»»

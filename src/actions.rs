//! Action catalogue and the effect phase: turning action levels into
//! creature state changes and at most one movement intent.

use crate::config::ActionConfig;
use crate::creature::Creature;
use crate::grid::{Coord, Dir, Grid};
use rand::Rng;
use serde::{Deserialize, Serialize};

/// Effector outputs of the neural network
#[derive(Debug, Clone, Copy, PartialEq, Eq, Hash, Serialize, Deserialize)]
#[serde(rename_all = "snake_case")]
pub enum Action {
    SetResponsiveness,
    SetOscillatorPeriod,
    /// Absolute east(+)/west(-)
    MoveX,
    /// Absolute south(+)/north(-)
    MoveY,
    MoveEast,
    MoveWest,
    MoveNorth,
    MoveSouth,
    MoveForward,
    MoveLeft,
    MoveRight,
    /// Signed rotation: negative turns left, positive turns right
    MoveRightLeft,
    MoveRandom,
}

impl Action {
    pub const COUNT: usize = 13;

    pub const ALL: [Action; Action::COUNT] = [
        Action::SetResponsiveness,
        Action::SetOscillatorPeriod,
        Action::MoveX,
        Action::MoveY,
        Action::MoveEast,
        Action::MoveWest,
        Action::MoveNorth,
        Action::MoveSouth,
        Action::MoveForward,
        Action::MoveLeft,
        Action::MoveRight,
        Action::MoveRightLeft,
        Action::MoveRandom,
    ];

    #[inline]
    pub fn index(self) -> usize {
        self as usize
    }

    pub fn from_index(idx: usize) -> Option<Action> {
        Action::ALL.get(idx).copied()
    }
}

/// Enabled-action mask
#[derive(Debug, Clone, Copy, PartialEq, Eq)]
pub struct ActionSet([bool; Action::COUNT]);

impl ActionSet {
    pub fn all() -> Self {
        Self([true; Action::COUNT])
    }

    pub fn only(actions: &[Action]) -> Self {
        let mut mask = [false; Action::COUNT];
        for action in actions {
            mask[action.index()] = true;
        }
        Self(mask)
    }

    #[inline]
    pub fn contains(&self, action: Action) -> bool {
        self.0[action.index()]
    }

    /// Level of `action`, or 0.0 when it is disabled
    #[inline]
    pub fn level(&self, levels: &[f32], action: Action) -> f32 {
        if self.contains(action) {
            levels[action.index()]
        } else {
            0.0
        }
    }
}

/// Effect-phase settings derived from config
#[derive(Debug, Clone, Copy)]
pub struct ActionSettings {
    pub enabled: ActionSet,
    pub response_curve_k: f32,
}

impl ActionSettings {
    pub fn from_config(config: &ActionConfig) -> Self {
        Self {
            enabled: ActionSet::only(&config.enabled),
            response_curve_k: config.response_curve_k,
        }
    }
}

/// Movement multiplier for a responsiveness in 0.0..=1.0.
///
/// `(2 - r)^(-2k) - 2^(-2k) * (1 - r)`: 0 at r = 0, 1 at r = 1, increasing
/// in between; larger `k` keeps low responsiveness closer to zero.
pub fn response_curve(responsiveness: f32, k: f32) -> f32 {
    let r = responsiveness.clamp(0.0, 1.0) as f64;
    let k = k as f64;
    ((2.0 - r).powf(-2.0 * k) - 2.0f64.powf(-2.0 * k) * (1.0 - r)) as f32
}

/// Outcome of the effect phase for one creature. Nothing here has been
/// applied yet.
#[derive(Debug, Clone, Copy, Default, PartialEq)]
pub struct Decision {
    pub responsiveness: Option<f32>,
    pub clock: Option<u32>,
    pub move_to: Option<Coord>,
}

/// Interpret raw action levels for `creature` against the tick's grid snapshot
pub fn plan_actions<R: Rng + ?Sized>(
    creature: &Creature,
    levels: &[f32],
    grid: &Grid,
    settings: &ActionSettings,
    rng: &mut R,
) -> Decision {
    let enabled = &settings.enabled;
    let mut decision = Decision::default();

    let mut responsiveness = creature.responsiveness;
    if enabled.contains(Action::SetResponsiveness) {
        let ceiling = creature.genome.responsiveness_f32().clamp(0.0, 1.0);
        if ceiling > 0.0 {
            let level = levels[Action::SetResponsiveness.index()];
            responsiveness = ((level / ceiling).tanh() + 1.0) / 2.0;
            decision.responsiveness = Some(responsiveness);
        }
    }

    if enabled.contains(Action::SetOscillatorPeriod) {
        let level = levels[Action::SetOscillatorPeriod.index()] as f64;
        let normalized = (level.tanh() + 1.0) / 2.0;
        let period = 1 + (1.5 + (7.0 * normalized).exp()) as u32;
        if (2..=u8::MAX as u32).contains(&period) {
            decision.clock = Some(period);
        }
    }

    let (move_x, move_y) = movement_vector(creature.last_move_dir, levels, enabled, rng);
    let adjust = response_curve(responsiveness, settings.response_curve_k);
    let move_x = move_x.tanh() * adjust;
    let move_y = move_y.tanh() * adjust;

    let step = Dir {
        x: probabilistic_step(move_x, rng),
        y: probabilistic_step(move_y, rng),
    };
    let target = creature.loc.offset(step);
    if !step.is_center() && grid.is_empty_at(target) {
        decision.move_to = Some(target);
    }

    decision
}

/// Sum every movement contribution into raw (x, y) accumulators
fn movement_vector<R: Rng + ?Sized>(
    last_dir: Dir,
    levels: &[f32],
    enabled: &ActionSet,
    rng: &mut R,
) -> (f32, f32) {
    let level = |action: Action| enabled.level(levels, action);
    let mut x = 0.0f32;
    let mut y = 0.0f32;
    let mut push = |dir: Dir, amount: f32| {
        x += dir.x as f32 * amount;
        y += dir.y as f32 * amount;
    };

    push(Dir::EAST, level(Action::MoveX));
    push(Dir::SOUTH, level(Action::MoveY));
    push(Dir::EAST, level(Action::MoveEast));
    push(Dir::WEST, level(Action::MoveWest));
    push(Dir::NORTH, level(Action::MoveNorth));
    push(Dir::SOUTH, level(Action::MoveSouth));
    push(last_dir, level(Action::MoveForward));
    push(last_dir.rotate90_ccw(), level(Action::MoveLeft));
    push(last_dir.rotate90_cw(), level(Action::MoveRight));

    let turn = level(Action::MoveRightLeft);
    if turn < 0.0 {
        push(last_dir.rotate90_ccw(), -turn);
    } else if turn > 0.0 {
        push(last_dir.rotate90_cw(), turn);
    }

    if enabled.contains(Action::MoveRandom) {
        push(Dir::random(rng), levels[Action::MoveRandom.index()]);
    }

    (x, y)
}

/// Magnitude is the probability of stepping; sign is the direction
#[inline]
fn probabilistic_step<R: Rng + ?Sized>(axis: f32, rng: &mut R) -> i8 {
    if rng.gen::<f32>() < axis.abs() {
        if axis < 0.0 {
            -1
        } else {
            1
        }
    } else {
        0
    }
}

««

Task to complete >> Each line of the entries where the string "PartialEq" occurs should be shown.

Answer box >>
#[derive(Debug, Clone, Copy, PartialEq, Eq, Hash, Serialize, Deserialize)]
#[derive(Debug, Clone, Copy, PartialEq, Eq)]
#[derive(Debug, Clone, Copy, Default, PartialEq)]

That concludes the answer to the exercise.